*** Opening EXTRACTED MATERIAL ***

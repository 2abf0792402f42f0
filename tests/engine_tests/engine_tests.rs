//! Tests for Engine
//!
//! These tests verify:
//! - Coalesced inserts (early trip, timer, flush)
//! - Generation numbering
//! - Queries through the public API, including generation 0 = latest
//! - Concurrent writers on one stream
//! - Engine lifecycle (open/close/reopen)
//! - Commit failures reach sync callers and never wedge a stream

use std::panic::{self, AssertUnwindSafe};
use std::sync::atomic::{AtomicBool, Ordering};
use std::sync::Arc;
use std::thread;
use std::time::{Duration, Instant};

use strata::bstore::{
    BlockStore, MemorySuperblockStore, Superblock, SuperblockStore, LATEST_GENERATION,
};
use strata::coalesce::Coalescer;
use strata::config::{Config, SyncStrategy};
use strata::engine::Engine;
use strata::{ChangedRange, Record, StrataError, Uuid, MAXIMUM_TIME, MINIMUM_TIME};
use tempfile::TempDir;

// =============================================================================
// Helper Functions
// =============================================================================

fn test_config(temp_dir: &TempDir) -> Config {
    Config::builder()
        .data_dir(temp_dir.path())
        .sync_strategy(SyncStrategy::OsBuffered)
        .transaction_coalesce_interval_ms(60_000) // Only flush / early trip commit
        .transaction_coalesce_early_trip(100)
        .build()
}

fn init_tracing() {
    let _ = tracing_subscriber::fmt()
        .with_env_filter(tracing_subscriber::EnvFilter::from_default_env())
        .with_test_writer()
        .try_init();
}

fn setup_temp_engine() -> (TempDir, Engine) {
    init_tracing();
    let temp_dir = TempDir::new().unwrap();
    let engine = Engine::open(test_config(&temp_dir)).unwrap();
    (temp_dir, engine)
}

fn setup_temp_engine_without_coalescing() -> (TempDir, Engine) {
    let temp_dir = TempDir::new().unwrap();
    let config = Config::builder()
        .data_dir(temp_dir.path())
        .sync_strategy(SyncStrategy::OsBuffered)
        .transaction_coalesce_enable(false)
        .build();
    let engine = Engine::open(config).unwrap();
    (temp_dir, engine)
}

fn ramp(start: i64, count: i64) -> Vec<Record> {
    (start..start + count)
        .map(|t| Record::new(t, t as f64))
        .collect()
}

fn all_values(engine: &Engine, stream: Uuid) -> Vec<Record> {
    engine
        .query_values(stream, MINIMUM_TIME, MAXIMUM_TIME + 1, 0)
        .unwrap()
        .0
}

/// In-memory superblocks whose publishes fail while `failing` is set
struct FailingSuperblocks {
    inner: MemorySuperblockStore,
    failing: Arc<AtomicBool>,
}

impl SuperblockStore for FailingSuperblocks {
    fn load(&self, stream: &Uuid, generation: u64) -> strata::Result<Option<Superblock>> {
        self.inner.load(stream, generation)
    }

    fn publish(&self, superblock: Superblock) -> strata::Result<()> {
        if self.failing.load(Ordering::SeqCst) {
            return Err(StrataError::Storage("superblock registry offline".to_string()));
        }
        self.inner.publish(superblock)
    }

    fn unlink(&self, stream: &Uuid, from: u64, to: u64) -> strata::Result<u64> {
        self.inner.unlink(stream, from, to)
    }

    fn generations(&self, stream: &Uuid) -> strata::Result<Vec<Superblock>> {
        self.inner.generations(stream)
    }

    fn live(&self) -> strata::Result<Vec<Superblock>> {
        self.inner.live()
    }
}

fn setup_failing_engine(config: Config) -> (Engine, Arc<AtomicBool>) {
    init_tracing();
    let failing = Arc::new(AtomicBool::new(false));
    let superblocks = FailingSuperblocks {
        inner: MemorySuperblockStore::new(),
        failing: Arc::clone(&failing),
    };
    let engine = Engine::with_superblock_store(config, Box::new(superblocks)).unwrap();
    (engine, failing)
}

// =============================================================================
// Lifecycle Tests
// =============================================================================

#[test]
fn test_engine_open_creates_files() {
    let temp_dir = TempDir::new().unwrap();
    let data_dir = temp_dir.path().join("tsdb");

    let config = Config::builder().data_dir(&data_dir).build();
    let _engine = Engine::open(config).unwrap();

    assert!(data_dir.join("blocks.dat").exists());
    assert!(data_dir.join("superblocks.log").exists());
}

#[test]
fn test_engine_open_rejects_invalid_config() {
    let temp_dir = TempDir::new().unwrap();
    let config = Config::builder()
        .data_dir(temp_dir.path())
        .datablock_cache_size(0)
        .build();

    let err = Engine::open(config).err().unwrap();
    assert!(matches!(err, StrataError::Config(_)));
}

#[test]
fn test_close_flushes_buffers() {
    let temp_dir = TempDir::new().unwrap();
    let stream = Uuid::new_v4();

    let engine = Engine::open(test_config(&temp_dir)).unwrap();
    engine.insert_values(stream, &ramp(0, 10), false).unwrap();
    assert_eq!(engine.buffered_streams(), 1);
    engine.close().unwrap();

    let engine = Engine::open(test_config(&temp_dir)).unwrap();
    assert_eq!(engine.query_generation(stream).unwrap(), 1);
    assert_eq!(all_values(&engine, stream), ramp(0, 10));
}

#[test]
fn test_reopen_recovers_all_generations() {
    let temp_dir = TempDir::new().unwrap();
    let stream = Uuid::new_v4();

    {
        let engine = Engine::open(test_config(&temp_dir)).unwrap();
        for batch in 0..3 {
            engine
                .insert_values(stream, &ramp(batch * 10, 10), true)
                .unwrap();
        }
        engine.close().unwrap();
    }

    let engine = Engine::open(test_config(&temp_dir)).unwrap();
    assert_eq!(engine.query_generation(stream).unwrap(), 3);
    for generation in 1..=3u64 {
        let (values, resolved) = engine
            .query_values(stream, 0, 1000, generation)
            .unwrap();
        assert_eq!(resolved, generation);
        assert_eq!(values.len(), 10 * generation as usize);
    }
}

#[test]
fn test_engine_with_memory_superblocks() {
    let temp_dir = TempDir::new().unwrap();
    let engine = Engine::with_superblock_store(
        test_config(&temp_dir),
        Box::new(MemorySuperblockStore::new()),
    )
    .unwrap();
    let stream = Uuid::new_v4();

    engine.insert_values(stream, &ramp(0, 5), true).unwrap();

    assert_eq!(all_values(&engine, stream), ramp(0, 5));
}

// =============================================================================
// Coalescing Tests
// =============================================================================

#[test]
fn test_monotonic_generations() {
    let (_temp, engine) = setup_temp_engine();
    let stream = Uuid::new_v4();

    for n in 1..=4u64 {
        engine
            .insert_values(stream, &[Record::new(n as i64, 1.0)], true)
            .unwrap();
        assert_eq!(engine.query_generation(stream).unwrap(), n);
    }
}
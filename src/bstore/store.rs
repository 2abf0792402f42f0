//! Block Store
//!
//! Allocation, caching and reclamation of tree blocks, plus superblock
//! bookkeeping.
//!
//! ## Commit ordering
//! A commit allocates addresses (pending, invisible to readers), writes the
//! finished blocks with [`BlockStore::write_blocks`] and only then publishes
//! its superblock. Readers resolve addresses exclusively through published
//! superblocks, so they can never reach a block that is not yet durable.

use std::collections::{HashMap, HashSet};
use std::fs;
use std::path::{Path, PathBuf};
use std::sync::Arc;

use parking_lot::{RwLock, RwLockReadGuard};
use uuid::Uuid;

use crate::config::Config;
use crate::error::{Result, StrataError};

use super::datafile::{BlockFile, LogEntry, LogEntryRef, Location};
use super::journal::{JournalSuperblockStore, SuperblockStore};
use super::{Block, BlockAddr, BlockCache, BlockReport, Superblock};

/// Allocation metadata for one address
#[derive(Debug, Clone, Copy)]
struct BlockMeta {
    mibid: u64,
    stream: Uuid,
    /// `None` while the allocating commit is still building the block
    location: Option<Location>,
}

#[derive(Default)]
struct AllocTable {
    blocks: HashMap<BlockAddr, BlockMeta>,
    /// Reusable addresses
    free: Vec<BlockAddr>,
    next_addr: BlockAddr,
    next_mibid: u64,
}

/// Durable, cached block storage shared by every stream
///
/// ## Concurrency:
/// - `table`: RwLock; held only for metadata bookkeeping, never across I/O
/// - `cache`: internal Mutex, safe for concurrent readers
/// - `commit_gate`: commits hold it shared from block write to publish;
///   store-wide scans hold it exclusively so unpublished blocks are never
///   mistaken for leaks
pub struct BlockStore {
    data_dir: PathBuf,
    file: BlockFile,
    table: RwLock<AllocTable>,
    cache: BlockCache,
    superblocks: Box<dyn SuperblockStore>,
    commit_gate: RwLock<()>,
}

*** Closing EXTRACTED MATERIAL ***

* _WHAT IS EXPECTED_: In the data above, find the line that contains "generation 0 = latest" and the line that contains "use strata::engine::Engine;". Repeat exactly those lines and every line between them, and only those.

* _SOLUTION BELOW_:
//! - Queries through the public API, including generation 0 = latest
//! - Concurrent writers on one stream
//! - Engine lifecycle (open/close/reopen)
//! - Commit failures reach sync callers and never wedge a stream

use std::panic::{self, AssertUnwindSafe};
use std::sync::atomic::{AtomicBool, Ordering};
use std::sync::Arc;
use std::thread;
use std::time::{Duration, Instant};

use strata::bstore::{
    BlockStore, MemorySuperblockStore, Superblock, SuperblockStore, LATEST_GENERATION,
};
use strata::coalesce::Coalescer;
use strata::config::{Config, SyncStrategy};
use strata::engine::Engine;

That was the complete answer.